▸ Dataset entries
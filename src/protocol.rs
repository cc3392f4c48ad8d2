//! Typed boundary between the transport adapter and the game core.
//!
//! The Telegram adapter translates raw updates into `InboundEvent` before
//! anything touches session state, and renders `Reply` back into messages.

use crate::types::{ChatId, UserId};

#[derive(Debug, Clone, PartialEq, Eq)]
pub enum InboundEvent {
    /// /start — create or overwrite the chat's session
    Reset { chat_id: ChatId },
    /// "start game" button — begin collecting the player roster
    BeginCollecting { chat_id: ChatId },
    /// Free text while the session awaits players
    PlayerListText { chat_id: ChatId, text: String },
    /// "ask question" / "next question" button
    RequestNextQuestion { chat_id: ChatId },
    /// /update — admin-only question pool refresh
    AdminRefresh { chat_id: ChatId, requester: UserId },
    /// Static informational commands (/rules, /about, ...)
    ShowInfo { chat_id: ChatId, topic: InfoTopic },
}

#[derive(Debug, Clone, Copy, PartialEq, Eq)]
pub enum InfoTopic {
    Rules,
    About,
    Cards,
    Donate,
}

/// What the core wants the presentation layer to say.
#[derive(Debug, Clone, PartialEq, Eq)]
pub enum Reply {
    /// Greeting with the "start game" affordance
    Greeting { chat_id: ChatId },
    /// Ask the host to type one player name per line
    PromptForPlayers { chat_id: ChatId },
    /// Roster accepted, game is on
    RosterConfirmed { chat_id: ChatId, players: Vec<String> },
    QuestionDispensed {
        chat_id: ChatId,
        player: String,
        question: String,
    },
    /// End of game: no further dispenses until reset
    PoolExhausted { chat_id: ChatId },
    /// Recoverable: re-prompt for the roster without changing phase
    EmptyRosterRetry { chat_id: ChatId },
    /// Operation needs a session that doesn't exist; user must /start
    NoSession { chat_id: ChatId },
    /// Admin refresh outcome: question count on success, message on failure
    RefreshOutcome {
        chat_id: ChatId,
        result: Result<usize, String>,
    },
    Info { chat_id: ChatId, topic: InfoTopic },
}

▸ Task goal
Look above for the line with "session awaits players" and the line with "user must /start". Retype those two lines and every line between them exactly, adding nothing.

▸ Answer space
    /// Free text while the session awaits players
    PlayerListText { chat_id: ChatId, text: String },
    /// "ask question" / "next question" button
    RequestNextQuestion { chat_id: ChatId },
    /// /update — admin-only question pool refresh
    AdminRefresh { chat_id: ChatId, requester: UserId },
    /// Static informational commands (/rules, /about, ...)
    ShowInfo { chat_id: ChatId, topic: InfoTopic },
}

#[derive(Debug, Clone, Copy, PartialEq, Eq)]
pub enum InfoTopic {
    Rules,
    About,
    Cards,
    Donate,
}

/// What the core wants the presentation layer to say.
#[derive(Debug, Clone, PartialEq, Eq)]
pub enum Reply {
    /// Greeting with the "start game" affordance
    Greeting { chat_id: ChatId },
    /// Ask the host to type one player name per line
    PromptForPlayers { chat_id: ChatId },
    /// Roster accepted, game is on
    RosterConfirmed { chat_id: ChatId, players: Vec<String> },
    QuestionDispensed {
        chat_id: ChatId,
        player: String,
        question: String,
    },
    /// End of game: no further dispenses until reset
    PoolExhausted { chat_id: ChatId },
    /// Recoverable: re-prompt for the roster without changing phase
    EmptyRosterRetry { chat_id: ChatId },
    /// Operation needs a session that doesn't exist; user must /start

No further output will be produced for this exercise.